━━━ Source material

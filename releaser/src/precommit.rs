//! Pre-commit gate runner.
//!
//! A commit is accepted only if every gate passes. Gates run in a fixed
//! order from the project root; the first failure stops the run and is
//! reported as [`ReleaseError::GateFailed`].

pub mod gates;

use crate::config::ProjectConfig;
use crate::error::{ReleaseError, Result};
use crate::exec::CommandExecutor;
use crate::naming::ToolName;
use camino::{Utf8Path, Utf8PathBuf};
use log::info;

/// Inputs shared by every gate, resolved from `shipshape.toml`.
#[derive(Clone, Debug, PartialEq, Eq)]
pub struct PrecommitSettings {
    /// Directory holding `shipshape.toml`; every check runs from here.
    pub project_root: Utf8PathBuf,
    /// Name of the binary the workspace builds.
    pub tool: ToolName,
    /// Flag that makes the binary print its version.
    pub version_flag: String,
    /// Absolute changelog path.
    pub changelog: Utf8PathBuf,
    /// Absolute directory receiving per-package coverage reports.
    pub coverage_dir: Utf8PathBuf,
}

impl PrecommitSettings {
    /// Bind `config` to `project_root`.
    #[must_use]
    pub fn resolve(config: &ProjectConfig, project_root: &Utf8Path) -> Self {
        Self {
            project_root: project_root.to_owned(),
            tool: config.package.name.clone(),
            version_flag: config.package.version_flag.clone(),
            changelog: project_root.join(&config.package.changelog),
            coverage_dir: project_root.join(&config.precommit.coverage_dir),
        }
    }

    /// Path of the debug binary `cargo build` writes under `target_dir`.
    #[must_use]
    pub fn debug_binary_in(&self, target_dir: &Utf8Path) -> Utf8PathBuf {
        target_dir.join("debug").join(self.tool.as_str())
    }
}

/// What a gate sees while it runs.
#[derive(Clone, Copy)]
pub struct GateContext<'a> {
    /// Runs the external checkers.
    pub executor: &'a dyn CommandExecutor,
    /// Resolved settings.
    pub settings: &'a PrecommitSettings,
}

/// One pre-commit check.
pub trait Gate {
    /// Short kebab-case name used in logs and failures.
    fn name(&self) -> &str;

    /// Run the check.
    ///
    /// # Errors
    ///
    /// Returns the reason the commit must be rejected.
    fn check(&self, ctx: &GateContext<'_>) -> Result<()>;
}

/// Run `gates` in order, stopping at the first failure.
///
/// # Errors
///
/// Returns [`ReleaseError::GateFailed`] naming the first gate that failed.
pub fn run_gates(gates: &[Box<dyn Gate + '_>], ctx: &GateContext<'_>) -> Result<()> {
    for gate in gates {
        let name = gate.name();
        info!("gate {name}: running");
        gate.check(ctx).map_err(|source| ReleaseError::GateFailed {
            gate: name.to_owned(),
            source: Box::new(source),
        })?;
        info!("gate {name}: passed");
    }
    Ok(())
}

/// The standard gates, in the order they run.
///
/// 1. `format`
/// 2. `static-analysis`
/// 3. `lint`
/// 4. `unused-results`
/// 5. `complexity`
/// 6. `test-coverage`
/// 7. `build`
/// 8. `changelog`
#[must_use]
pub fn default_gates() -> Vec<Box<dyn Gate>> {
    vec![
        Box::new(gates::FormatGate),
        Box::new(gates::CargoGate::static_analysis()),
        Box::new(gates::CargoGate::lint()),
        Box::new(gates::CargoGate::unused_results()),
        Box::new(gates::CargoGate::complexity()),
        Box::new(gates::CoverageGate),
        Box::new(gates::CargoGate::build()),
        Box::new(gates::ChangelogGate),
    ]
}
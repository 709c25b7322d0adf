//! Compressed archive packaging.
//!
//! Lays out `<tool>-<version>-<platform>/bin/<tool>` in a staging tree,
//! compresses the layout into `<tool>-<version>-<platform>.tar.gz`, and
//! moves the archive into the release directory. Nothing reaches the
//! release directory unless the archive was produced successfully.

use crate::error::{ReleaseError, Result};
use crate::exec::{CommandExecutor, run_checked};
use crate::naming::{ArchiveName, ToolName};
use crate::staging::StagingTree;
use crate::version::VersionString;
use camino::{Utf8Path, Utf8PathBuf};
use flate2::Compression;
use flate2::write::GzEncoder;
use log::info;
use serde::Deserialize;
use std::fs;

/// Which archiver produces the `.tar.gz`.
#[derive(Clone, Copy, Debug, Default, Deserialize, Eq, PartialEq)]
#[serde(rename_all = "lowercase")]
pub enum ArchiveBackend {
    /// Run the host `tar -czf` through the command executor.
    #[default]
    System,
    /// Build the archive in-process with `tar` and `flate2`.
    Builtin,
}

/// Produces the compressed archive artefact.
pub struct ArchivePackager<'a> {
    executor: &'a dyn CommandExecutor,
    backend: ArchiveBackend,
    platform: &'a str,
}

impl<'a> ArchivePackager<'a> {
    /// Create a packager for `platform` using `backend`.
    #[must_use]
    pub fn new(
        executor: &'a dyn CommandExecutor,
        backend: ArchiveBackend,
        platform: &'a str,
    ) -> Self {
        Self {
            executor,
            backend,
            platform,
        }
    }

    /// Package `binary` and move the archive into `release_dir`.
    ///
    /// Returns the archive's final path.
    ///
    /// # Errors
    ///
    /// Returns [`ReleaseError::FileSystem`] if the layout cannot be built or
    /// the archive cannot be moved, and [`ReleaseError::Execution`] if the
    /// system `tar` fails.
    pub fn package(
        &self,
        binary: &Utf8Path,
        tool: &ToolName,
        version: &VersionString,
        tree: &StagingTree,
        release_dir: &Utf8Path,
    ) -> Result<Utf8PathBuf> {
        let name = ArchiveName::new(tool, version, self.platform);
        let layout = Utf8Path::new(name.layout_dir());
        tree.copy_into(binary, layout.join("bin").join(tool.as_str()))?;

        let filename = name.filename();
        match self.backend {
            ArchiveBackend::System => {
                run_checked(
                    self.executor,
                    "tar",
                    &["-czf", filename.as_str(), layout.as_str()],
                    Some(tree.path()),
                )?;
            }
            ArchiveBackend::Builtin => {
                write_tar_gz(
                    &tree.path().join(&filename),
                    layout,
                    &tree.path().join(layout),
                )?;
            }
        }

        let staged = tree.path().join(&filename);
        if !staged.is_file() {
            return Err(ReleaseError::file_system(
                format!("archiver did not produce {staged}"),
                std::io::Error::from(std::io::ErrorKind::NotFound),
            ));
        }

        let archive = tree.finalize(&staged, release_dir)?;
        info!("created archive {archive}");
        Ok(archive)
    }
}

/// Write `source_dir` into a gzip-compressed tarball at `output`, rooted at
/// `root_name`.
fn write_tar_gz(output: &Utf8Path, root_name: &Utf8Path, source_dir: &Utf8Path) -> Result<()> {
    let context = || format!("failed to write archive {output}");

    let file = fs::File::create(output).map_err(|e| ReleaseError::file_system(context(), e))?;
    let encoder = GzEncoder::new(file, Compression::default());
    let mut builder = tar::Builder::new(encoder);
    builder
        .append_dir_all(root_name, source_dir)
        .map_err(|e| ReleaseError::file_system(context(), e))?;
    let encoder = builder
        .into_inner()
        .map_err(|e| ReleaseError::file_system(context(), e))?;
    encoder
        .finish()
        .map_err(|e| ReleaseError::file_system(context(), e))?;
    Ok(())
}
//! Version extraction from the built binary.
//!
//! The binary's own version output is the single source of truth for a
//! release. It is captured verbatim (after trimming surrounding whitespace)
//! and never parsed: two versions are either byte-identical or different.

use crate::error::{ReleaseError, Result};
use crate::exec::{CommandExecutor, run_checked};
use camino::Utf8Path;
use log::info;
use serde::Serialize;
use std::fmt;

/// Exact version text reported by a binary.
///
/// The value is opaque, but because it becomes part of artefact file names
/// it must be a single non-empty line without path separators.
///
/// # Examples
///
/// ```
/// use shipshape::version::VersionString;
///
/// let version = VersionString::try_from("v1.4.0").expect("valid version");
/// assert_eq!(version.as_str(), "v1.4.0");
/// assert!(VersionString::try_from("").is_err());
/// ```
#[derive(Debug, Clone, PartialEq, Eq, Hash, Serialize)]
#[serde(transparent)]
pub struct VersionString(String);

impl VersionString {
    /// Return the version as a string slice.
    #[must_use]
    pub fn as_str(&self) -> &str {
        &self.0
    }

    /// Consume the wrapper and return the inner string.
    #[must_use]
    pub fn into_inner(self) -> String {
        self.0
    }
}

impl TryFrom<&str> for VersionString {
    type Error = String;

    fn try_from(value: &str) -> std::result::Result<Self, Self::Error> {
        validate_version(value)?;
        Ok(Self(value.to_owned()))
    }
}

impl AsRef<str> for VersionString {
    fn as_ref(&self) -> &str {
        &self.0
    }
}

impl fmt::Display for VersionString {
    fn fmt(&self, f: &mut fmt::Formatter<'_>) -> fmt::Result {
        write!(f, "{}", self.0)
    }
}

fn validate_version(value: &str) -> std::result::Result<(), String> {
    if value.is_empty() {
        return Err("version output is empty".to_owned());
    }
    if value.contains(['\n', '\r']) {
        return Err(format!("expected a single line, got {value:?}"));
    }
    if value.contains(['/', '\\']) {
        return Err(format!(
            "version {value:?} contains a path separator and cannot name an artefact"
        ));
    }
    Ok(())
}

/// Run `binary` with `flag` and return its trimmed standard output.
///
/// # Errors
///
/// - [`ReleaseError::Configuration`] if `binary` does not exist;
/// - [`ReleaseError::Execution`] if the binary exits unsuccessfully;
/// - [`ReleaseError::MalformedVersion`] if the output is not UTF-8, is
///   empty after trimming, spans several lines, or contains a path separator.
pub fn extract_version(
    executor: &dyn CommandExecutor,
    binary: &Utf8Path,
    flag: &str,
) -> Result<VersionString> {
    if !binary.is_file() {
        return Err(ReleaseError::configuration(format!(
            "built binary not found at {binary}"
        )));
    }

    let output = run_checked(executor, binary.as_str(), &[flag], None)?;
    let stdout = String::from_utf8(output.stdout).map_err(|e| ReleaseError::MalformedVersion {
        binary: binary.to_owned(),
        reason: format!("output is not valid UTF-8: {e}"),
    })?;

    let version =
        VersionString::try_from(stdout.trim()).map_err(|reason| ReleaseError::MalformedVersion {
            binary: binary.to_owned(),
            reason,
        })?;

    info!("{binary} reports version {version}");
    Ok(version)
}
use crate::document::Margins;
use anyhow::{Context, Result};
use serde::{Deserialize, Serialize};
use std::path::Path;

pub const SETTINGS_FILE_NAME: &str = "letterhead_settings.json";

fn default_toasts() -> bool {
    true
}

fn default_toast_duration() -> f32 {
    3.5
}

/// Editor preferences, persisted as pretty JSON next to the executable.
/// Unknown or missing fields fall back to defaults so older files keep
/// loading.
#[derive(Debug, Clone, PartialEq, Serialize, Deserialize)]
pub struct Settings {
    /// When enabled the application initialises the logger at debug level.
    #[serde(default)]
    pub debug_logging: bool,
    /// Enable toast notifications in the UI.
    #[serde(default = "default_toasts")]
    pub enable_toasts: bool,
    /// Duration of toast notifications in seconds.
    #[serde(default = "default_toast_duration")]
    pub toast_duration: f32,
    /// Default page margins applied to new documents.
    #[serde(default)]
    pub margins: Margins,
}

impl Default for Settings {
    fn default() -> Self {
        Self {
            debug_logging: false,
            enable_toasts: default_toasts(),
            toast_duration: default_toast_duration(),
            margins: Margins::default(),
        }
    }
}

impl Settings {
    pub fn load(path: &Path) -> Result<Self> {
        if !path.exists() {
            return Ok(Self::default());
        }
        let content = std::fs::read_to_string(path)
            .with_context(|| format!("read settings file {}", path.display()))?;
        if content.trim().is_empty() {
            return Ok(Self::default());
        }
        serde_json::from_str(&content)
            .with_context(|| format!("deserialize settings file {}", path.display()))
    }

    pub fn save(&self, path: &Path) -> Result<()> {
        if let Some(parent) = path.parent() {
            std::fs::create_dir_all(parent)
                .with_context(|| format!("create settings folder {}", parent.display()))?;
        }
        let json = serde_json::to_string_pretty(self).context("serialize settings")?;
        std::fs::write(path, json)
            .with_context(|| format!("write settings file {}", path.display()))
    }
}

━━━━━━
━━━ Source material

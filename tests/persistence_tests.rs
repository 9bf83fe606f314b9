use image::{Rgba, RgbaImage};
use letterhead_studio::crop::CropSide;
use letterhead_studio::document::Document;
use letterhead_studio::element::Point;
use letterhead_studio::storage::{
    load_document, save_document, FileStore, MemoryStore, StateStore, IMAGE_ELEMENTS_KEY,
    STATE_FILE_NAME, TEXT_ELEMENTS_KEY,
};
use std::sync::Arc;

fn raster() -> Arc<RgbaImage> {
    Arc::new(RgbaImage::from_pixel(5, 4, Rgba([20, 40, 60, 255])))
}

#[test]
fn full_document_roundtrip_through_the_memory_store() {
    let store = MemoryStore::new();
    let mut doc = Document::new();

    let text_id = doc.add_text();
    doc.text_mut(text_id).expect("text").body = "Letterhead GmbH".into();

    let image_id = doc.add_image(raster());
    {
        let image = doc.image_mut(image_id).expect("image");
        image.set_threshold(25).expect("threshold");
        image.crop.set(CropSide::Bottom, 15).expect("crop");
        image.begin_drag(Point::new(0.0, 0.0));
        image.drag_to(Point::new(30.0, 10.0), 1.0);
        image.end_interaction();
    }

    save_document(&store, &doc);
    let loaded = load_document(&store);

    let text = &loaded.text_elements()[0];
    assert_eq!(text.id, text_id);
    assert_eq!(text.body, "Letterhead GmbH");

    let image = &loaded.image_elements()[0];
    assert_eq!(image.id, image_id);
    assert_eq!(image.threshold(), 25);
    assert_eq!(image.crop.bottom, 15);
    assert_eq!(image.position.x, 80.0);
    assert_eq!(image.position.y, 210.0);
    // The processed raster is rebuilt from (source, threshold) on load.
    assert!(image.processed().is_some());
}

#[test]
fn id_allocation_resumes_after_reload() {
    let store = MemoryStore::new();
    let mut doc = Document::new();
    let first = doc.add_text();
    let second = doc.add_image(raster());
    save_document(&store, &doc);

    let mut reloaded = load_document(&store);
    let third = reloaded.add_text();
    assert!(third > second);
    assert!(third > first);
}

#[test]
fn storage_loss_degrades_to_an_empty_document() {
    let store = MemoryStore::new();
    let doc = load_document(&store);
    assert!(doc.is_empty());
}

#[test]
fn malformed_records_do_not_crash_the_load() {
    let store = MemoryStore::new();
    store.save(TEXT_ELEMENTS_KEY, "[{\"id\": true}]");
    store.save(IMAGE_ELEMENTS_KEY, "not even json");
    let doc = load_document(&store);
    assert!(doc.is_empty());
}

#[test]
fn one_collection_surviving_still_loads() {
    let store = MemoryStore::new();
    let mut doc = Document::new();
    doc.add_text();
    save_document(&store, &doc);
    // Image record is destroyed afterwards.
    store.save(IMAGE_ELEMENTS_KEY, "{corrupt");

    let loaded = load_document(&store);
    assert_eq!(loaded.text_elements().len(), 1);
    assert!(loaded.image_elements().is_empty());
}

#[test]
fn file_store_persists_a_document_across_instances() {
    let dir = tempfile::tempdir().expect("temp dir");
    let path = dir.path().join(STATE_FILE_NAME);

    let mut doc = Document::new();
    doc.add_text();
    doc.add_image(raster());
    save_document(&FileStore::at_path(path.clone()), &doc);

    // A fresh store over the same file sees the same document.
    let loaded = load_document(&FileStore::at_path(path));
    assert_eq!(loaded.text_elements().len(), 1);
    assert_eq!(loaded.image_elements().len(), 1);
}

━━━━━━

### Work to complete
Among the entries above, identify all lines with "reports" and copy them.

### Response to the exercise
    /// Absolute directory receiving per-package coverage reports.
    info!("{binary} reports version {version}");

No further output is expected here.